*** Opening Input for this task ***

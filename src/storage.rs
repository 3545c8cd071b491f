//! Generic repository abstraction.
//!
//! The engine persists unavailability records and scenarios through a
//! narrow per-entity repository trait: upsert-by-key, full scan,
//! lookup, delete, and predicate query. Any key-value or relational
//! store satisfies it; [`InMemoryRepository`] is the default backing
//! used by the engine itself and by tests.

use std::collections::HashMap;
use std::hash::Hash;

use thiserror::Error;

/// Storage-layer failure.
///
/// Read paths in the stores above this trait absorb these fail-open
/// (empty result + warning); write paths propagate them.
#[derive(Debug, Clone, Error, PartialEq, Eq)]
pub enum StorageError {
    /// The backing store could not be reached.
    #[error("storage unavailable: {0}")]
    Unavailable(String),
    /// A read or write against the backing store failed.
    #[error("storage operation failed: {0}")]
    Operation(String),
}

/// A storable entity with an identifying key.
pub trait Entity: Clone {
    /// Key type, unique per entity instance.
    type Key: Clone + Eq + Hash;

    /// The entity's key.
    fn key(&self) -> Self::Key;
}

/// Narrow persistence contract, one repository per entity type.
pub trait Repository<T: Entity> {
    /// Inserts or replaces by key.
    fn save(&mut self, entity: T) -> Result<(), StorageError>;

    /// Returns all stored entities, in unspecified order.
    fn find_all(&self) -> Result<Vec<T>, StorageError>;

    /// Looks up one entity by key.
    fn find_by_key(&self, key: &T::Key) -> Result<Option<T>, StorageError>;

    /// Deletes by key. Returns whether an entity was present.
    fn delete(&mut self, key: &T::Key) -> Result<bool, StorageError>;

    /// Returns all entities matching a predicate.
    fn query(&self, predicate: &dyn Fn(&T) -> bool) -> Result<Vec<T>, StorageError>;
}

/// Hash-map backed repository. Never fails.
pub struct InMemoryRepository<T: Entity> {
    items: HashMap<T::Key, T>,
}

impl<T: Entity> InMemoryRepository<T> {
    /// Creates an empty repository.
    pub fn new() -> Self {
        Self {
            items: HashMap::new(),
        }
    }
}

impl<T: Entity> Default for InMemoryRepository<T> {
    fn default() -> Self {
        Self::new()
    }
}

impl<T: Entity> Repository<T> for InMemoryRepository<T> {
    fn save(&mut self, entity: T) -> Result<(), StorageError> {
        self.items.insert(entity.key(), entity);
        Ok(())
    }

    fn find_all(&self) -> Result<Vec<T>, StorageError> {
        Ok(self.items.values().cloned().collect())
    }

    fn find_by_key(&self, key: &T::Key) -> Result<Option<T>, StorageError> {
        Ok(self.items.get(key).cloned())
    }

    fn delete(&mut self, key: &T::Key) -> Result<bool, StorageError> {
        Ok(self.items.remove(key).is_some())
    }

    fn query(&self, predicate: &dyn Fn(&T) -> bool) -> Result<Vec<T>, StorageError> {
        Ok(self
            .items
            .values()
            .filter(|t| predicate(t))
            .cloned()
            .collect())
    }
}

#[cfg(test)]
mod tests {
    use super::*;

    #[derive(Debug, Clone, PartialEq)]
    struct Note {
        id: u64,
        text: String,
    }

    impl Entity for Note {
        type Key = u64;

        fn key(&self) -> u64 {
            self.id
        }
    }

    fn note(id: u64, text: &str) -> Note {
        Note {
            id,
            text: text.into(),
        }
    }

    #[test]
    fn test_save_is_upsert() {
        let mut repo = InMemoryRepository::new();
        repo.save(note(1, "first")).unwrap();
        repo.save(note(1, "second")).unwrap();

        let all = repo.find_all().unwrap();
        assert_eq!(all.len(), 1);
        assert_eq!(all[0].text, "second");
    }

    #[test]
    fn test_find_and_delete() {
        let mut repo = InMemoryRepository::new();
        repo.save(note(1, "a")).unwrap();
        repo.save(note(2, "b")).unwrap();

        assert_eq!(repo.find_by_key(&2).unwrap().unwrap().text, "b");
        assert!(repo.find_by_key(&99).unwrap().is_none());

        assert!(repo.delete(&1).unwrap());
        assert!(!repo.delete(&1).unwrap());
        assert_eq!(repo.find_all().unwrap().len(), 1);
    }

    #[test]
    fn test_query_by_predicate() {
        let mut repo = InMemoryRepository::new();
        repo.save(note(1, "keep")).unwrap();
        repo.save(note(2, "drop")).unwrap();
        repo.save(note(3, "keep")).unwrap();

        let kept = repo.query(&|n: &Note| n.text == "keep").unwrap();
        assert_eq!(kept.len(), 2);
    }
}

*** Closing Input for this task ***
*** Opening Input for this task ***

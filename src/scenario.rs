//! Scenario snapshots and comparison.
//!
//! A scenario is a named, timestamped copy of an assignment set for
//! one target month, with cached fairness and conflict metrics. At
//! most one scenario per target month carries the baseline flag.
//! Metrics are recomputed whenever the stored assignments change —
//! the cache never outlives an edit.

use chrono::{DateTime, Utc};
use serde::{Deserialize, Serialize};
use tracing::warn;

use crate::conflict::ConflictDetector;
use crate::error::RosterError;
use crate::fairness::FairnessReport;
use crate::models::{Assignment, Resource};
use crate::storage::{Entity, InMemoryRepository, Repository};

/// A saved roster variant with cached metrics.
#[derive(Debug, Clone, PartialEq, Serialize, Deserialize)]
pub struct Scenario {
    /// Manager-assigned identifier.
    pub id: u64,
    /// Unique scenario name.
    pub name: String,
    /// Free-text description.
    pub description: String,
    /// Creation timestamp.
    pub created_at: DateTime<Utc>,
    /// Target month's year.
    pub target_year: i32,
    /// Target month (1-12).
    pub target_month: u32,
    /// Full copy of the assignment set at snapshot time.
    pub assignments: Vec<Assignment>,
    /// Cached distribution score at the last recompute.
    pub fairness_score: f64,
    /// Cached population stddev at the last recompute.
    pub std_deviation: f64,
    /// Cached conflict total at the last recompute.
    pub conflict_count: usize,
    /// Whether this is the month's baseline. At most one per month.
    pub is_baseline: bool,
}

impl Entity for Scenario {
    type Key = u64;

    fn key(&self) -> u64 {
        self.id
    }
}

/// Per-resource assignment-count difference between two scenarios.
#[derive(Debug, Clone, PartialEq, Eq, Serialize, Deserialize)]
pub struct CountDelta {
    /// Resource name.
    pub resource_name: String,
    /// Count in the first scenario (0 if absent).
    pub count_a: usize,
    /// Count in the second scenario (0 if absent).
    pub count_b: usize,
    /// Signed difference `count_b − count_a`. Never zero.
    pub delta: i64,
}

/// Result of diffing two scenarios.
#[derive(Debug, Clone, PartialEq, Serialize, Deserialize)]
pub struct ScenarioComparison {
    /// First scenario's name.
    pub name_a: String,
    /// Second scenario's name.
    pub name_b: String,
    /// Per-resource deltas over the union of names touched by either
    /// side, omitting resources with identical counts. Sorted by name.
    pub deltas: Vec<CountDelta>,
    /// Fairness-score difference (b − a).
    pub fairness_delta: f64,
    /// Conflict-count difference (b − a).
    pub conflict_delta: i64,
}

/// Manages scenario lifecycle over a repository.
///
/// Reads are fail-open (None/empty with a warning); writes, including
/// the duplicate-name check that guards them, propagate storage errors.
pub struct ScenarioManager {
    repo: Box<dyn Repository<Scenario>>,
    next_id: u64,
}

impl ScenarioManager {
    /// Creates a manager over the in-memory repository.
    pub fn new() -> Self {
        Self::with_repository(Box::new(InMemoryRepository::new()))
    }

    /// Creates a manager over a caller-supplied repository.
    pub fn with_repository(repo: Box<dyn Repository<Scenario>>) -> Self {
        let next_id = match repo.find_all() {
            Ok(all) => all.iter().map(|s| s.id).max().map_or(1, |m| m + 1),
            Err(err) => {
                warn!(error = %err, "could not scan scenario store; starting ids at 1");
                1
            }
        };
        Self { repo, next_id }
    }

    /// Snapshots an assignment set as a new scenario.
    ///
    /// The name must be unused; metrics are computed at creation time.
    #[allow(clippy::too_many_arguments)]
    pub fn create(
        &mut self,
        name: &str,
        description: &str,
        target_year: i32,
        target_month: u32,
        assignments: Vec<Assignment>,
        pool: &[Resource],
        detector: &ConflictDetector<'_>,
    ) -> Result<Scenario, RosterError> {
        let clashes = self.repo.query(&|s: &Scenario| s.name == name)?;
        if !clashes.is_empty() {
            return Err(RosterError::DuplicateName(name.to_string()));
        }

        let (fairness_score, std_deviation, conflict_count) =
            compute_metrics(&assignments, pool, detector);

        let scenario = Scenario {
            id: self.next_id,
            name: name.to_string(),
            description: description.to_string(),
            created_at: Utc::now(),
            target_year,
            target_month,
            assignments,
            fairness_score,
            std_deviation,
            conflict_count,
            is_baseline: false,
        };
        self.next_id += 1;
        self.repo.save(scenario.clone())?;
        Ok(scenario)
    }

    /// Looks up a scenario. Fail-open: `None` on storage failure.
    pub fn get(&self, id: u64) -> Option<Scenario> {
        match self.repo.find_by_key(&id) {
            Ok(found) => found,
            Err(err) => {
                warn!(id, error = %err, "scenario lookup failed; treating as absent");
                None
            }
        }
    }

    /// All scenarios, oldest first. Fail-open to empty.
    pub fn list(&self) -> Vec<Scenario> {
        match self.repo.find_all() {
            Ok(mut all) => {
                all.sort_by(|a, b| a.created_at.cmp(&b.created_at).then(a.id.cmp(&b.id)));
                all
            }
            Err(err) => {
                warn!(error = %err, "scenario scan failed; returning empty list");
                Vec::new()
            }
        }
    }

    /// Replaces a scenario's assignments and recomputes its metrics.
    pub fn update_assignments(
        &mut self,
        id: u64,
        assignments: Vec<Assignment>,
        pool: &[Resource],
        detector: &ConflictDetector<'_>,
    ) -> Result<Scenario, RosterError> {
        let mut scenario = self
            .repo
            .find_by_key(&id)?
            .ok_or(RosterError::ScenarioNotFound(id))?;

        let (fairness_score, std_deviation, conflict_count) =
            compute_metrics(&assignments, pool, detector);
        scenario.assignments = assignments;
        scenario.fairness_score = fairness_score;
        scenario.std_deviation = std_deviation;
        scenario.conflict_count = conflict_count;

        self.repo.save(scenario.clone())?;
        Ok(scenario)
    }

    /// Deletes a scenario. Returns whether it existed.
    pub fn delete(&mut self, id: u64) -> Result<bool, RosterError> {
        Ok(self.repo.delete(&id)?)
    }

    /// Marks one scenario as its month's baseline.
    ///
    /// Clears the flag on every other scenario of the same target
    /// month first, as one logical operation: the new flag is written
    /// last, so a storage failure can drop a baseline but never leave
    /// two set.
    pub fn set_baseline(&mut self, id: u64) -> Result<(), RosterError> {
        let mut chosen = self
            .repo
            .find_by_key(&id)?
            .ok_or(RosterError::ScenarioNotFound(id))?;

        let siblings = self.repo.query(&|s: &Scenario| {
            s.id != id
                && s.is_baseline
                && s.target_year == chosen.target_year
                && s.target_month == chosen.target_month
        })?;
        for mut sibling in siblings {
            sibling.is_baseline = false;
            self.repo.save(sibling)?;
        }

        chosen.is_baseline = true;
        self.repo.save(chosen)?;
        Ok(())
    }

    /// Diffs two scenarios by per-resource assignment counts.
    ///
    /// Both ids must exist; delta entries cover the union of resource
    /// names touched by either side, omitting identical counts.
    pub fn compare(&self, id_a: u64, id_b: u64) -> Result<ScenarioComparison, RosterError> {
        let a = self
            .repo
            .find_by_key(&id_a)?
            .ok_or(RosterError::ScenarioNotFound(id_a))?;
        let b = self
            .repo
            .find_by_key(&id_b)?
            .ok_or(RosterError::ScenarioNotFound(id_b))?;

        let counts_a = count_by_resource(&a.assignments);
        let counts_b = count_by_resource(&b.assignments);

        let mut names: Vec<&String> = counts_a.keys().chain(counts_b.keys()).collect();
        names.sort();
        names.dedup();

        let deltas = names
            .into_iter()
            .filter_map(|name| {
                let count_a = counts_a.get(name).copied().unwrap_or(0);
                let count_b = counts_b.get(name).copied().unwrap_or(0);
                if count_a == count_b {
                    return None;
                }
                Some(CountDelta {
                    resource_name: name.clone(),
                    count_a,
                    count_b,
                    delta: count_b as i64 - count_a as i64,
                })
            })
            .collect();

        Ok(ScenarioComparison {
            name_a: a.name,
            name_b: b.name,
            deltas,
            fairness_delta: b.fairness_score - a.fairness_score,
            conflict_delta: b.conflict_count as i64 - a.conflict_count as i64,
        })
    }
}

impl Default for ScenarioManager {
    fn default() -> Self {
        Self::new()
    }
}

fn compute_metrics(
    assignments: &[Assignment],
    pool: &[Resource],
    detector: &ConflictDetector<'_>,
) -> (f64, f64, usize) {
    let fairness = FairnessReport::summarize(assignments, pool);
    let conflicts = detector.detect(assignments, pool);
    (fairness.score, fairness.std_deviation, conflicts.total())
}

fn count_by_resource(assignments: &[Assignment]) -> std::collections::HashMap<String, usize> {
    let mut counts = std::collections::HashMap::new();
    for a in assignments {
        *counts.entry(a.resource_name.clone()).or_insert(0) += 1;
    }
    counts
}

*** Closing Input for this task ***

Exercise instructions —
Your task is to retype the entries verbatim, starting with the line that holds "filename src/storage.rs" and stopping after the line that holds "backing store failed.".

Written solution —
filename src/storage.rs
repository 3545c8cd071b491f
//! Generic repository abstraction.
//!
//! The engine persists unavailability records and scenarios through a
//! narrow per-entity repository trait: upsert-by-key, full scan,
//! lookup, delete, and predicate query. Any key-value or relational
//! store satisfies it; [`InMemoryRepository`] is the default backing
//! used by the engine itself and by tests.

use std::collections::HashMap;
use std::hash::Hash;

use thiserror::Error;

/// Storage-layer failure.
///
/// Read paths in the stores above this trait absorb these fail-open
/// (empty result + warning); write paths propagate them.
#[derive(Debug, Clone, Error, PartialEq, Eq)]
pub enum StorageError {
    /// The backing store could not be reached.
    #[error("storage unavailable: {0}")]
    Unavailable(String),
    /// A read or write against the backing store failed.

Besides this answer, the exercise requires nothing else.